Saturday, June 27, 2009

Climate bill?

The House today narrowly passed the Climate Bill. This bill is basically an attempt to reduce environmental pollution by putting a cap on hot house gas emissions and taxing anyone who exceeds the limits. Ultimately any costs will be passed on the the American taxpayer although it includes some provisions designed to help lo income consumers.

There is tremendous opposition to this bill and its chances in the Senate are far from certain. The question has to be whether the cost to reduce carbon emissions is less that the cost of buying carbon credits. Effectively, if you can reduce your emissions, you get a cap credit that you can sell. Like everything else some will benefit and some won't. It also raises the question as to whether it will have a net impact of more jobs or less jobs. As constituted it seems to do a number of things that I don't think are beneficial for the economy.

First, it penalizes coal, one of our greatest resources. Now I understand that we would like to reduce hot house gas emissions and coal is potentially the worst offender, but I think the legislation should have been drafted to help reduce reliance on foreign oil to a greater extent. If you really would like a cleaner energy future, the best way to go would be to tax foreign oil and use that money to subsidize conversion of electric plants to natural gas, and using coal to produce synthetic oil. Ultimately we do need to move to renewable energy and the policies should be geared that way, but it is pretty unlikely that wind and solar will ever be at a stage where they do not need a backup generating capacity for, well, cloudy or calm days.

Second, it has a ton of concessions designed to win votes that twist the bill into a bit of a political nightmare. Some of these aren't even fully disclosed right now. All bills like this have compromises but the desire to pass this was so intense and its chances so slim that the concessions reached epic proportions.

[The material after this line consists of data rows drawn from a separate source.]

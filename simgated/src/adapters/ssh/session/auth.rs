// SPDX-License-Identifier: AGPL-3.0-only
// Copyright (C) 2026 Alex Sizykh

use anyhow::{Context, Result};
use russh::client::AuthResult;
use russh::keys::PrivateKeyWithHashAlg;
use std::sync::Arc;

use crate::adapters::ssh::AuthenticationFailure;

use super::{ClientHandler, SessionManager};

#[derive(Debug, PartialEq, Eq)]
enum AuthDecision {
    Success,
    Failure,
}

fn auth_decision(result: AuthResult) -> AuthDecision {
    match result {
        AuthResult::Success => AuthDecision::Success,
        AuthResult::Failure { .. } => AuthDecision::Failure,
    }
}

impl SessionManager {
    /// Ensure we have a connected & authenticated handle (public key only).
    pub async fn ensure_connected(&self) -> Result<()> {
        let mut handle_field = self.handle.lock().await;

        // If handle exists but is closed, drop it so we reconnect.
        let needs_connect = match handle_field.as_ref() {
            None => true,
            Some(h) if h.is_closed() => true,
            Some(_) => false,
        };
        if !needs_connect {
            return Ok(());
        }

        log::info!(
            "establishing connection with {}@{}",
            &self.params.username,
            &self.params.addr
        );
        let handler = ClientHandler::new(
            self.params.host.clone(),
            self.params.addr,
            self.params.known_hosts_path.clone(),
        );
        let mut handle = russh::client::connect(self.config.clone(), self.params.addr, handler)
            .await
            .context("SSH connect failed")?;

        let Some(path) = &self.params.identity_path else {
            log::warn!(
                "no identity configured for {}@{}",
                &self.params.username,
                &self.params.addr
            );
            return Err(AuthenticationFailure.into());
        };
        let key = russh::keys::load_secret_key(path, None)
            .with_context(|| format!("failed to load secret key at {}", path))?;
        // Prefer SHA-256 for RSA if applicable (ignored for non-RSA keys)
        let pk = PrivateKeyWithHashAlg::new(
            Arc::new(key),
            handle.best_supported_rsa_hash().await?.flatten(),
        );
        let result = handle
            .authenticate_publickey(self.params.username.clone(), pk)
            .await?;
        if auth_decision(result) == AuthDecision::Failure {
            return Err(AuthenticationFailure.into());
        }
        log::info!(
            "authenticated {}@{}",
            &self.params.username,
            &self.params.addr
        );

        *handle_field = Some(handle);
        if let Some(interval) = self.config.keepalive_interval {
            let handle_clone = self.handle.clone();
            let jh = tokio::spawn(async move {
                let mut ticker = tokio::time::interval(interval / 2);
                loop {
                    ticker.tick().await;
                    let guard = handle_clone.lock().await;
                    let Some(handle) = guard.as_ref() else {
                        break;
                    };
                    if handle.is_closed() {
                        log::debug!("keepalive handle is closed");
                        break;
                    }
                    if let Err(e) = handle.send_keepalive(true).await {
                        log::debug!("error when sending a keepalive: {}", e);
                    }
                }
            });
            if let Some(previous) = self.keepalive_task_handle.lock().await.replace(jh) {
                previous.abort();
            }
        }
        Ok(())
    }
}

#[cfg(test)]
mod tests {
    use super::{AuthDecision, auth_decision};
    use russh::client::AuthResult;
    use russh::{MethodKind, MethodSet};

    #[test]
    fn auth_decision_success() {
        assert_eq!(auth_decision(AuthResult::Success), AuthDecision::Success);
    }

    #[test]
    fn partial_success_is_still_a_failure() {
        let methods = [MethodKind::KeyboardInteractive];
        let decision = auth_decision(AuthResult::Failure {
            remaining_methods: MethodSet::from(methods.as_slice()),
            partial_success: true,
        });
        assert_eq!(decision, AuthDecision::Failure);
    }
}
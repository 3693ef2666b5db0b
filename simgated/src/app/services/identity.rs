// SPDX-License-Identifier: AGPL-3.0-only
// Copyright (C) 2026 Alex Sizykh

use rand::Rng;
use sha2::{Digest, Sha256};

use crate::app::types::JobType;

const NONCE_LEN: usize = 12;
const SUFFIX_LEN: usize = 7;
const NONCE_ALPHABET: &[u8] = b"abcdefghijklmnopqrstuvwxyz0123456789";
const HEX_ALPHABET: &[u8] = b"0123456789abcdef";

/// Cache key of a container definition.
pub fn container_hash(definition: &str) -> String {
    let mut hasher = Sha256::new();
    hasher.update(definition.as_bytes());
    format!("{:x}", hasher.finalize())
}

pub fn correlation_id(job_type: JobType) -> String {
    correlation_id_with_nonce(job_type, &random_string(NONCE_ALPHABET, NONCE_LEN))
}

pub fn correlation_id_with_nonce(job_type: JobType, nonce: &str) -> String {
    format!("{}-{}", job_type.as_str(), nonce)
}

/// Splits `{job_type}-{nonce}`. Anything else is rejected.
pub fn parse_correlation_id(value: &str) -> Option<(JobType, &str)> {
    for job_type in [JobType::BuildContainer, JobType::Simulation] {
        let Some(rest) = value.strip_prefix(job_type.as_str()) else {
            continue;
        };
        let Some(nonce) = rest.strip_prefix('-') else {
            continue;
        };
        if nonce.is_empty() || !nonce.bytes().all(|b| b.is_ascii_alphanumeric()) {
            return None;
        }
        return Some((job_type, nonce));
    }
    None
}

pub fn random_suffix() -> String {
    random_string(HEX_ALPHABET, SUFFIX_LEN)
}

pub fn experiment_id(container_hash: &str, suffix: &str) -> String {
    format!("{container_hash}_{suffix}")
}

fn random_string(alphabet: &[u8], len: usize) -> String {
    let mut rng = rand::rng();
    (0..len)
        .map(|_| alphabet[rng.random_range(0..alphabet.len())] as char)
        .collect()
}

It is a sad thing in this country that we can't achieve a meeting of the minds on what seem fairly clear and common issues. The great majority of Americans would like to reduce environmental contamination and would like to reduce reliance on foreign oil. I don't have confidence that this bill does either of those things very well and is therefore flawed from the outset. However, instead of taking the time to craft a bill that accomplishes those two objectives, with a clear additional objective of creating a renewable energy growth industry in this country, politicians tie themselves up a belief that if they don't accomplish something right now, they may never be able to.

When some of our leading environmental groups oppose the bill, you have to believe it has real problems, lets hope it fails and we rethink the approach.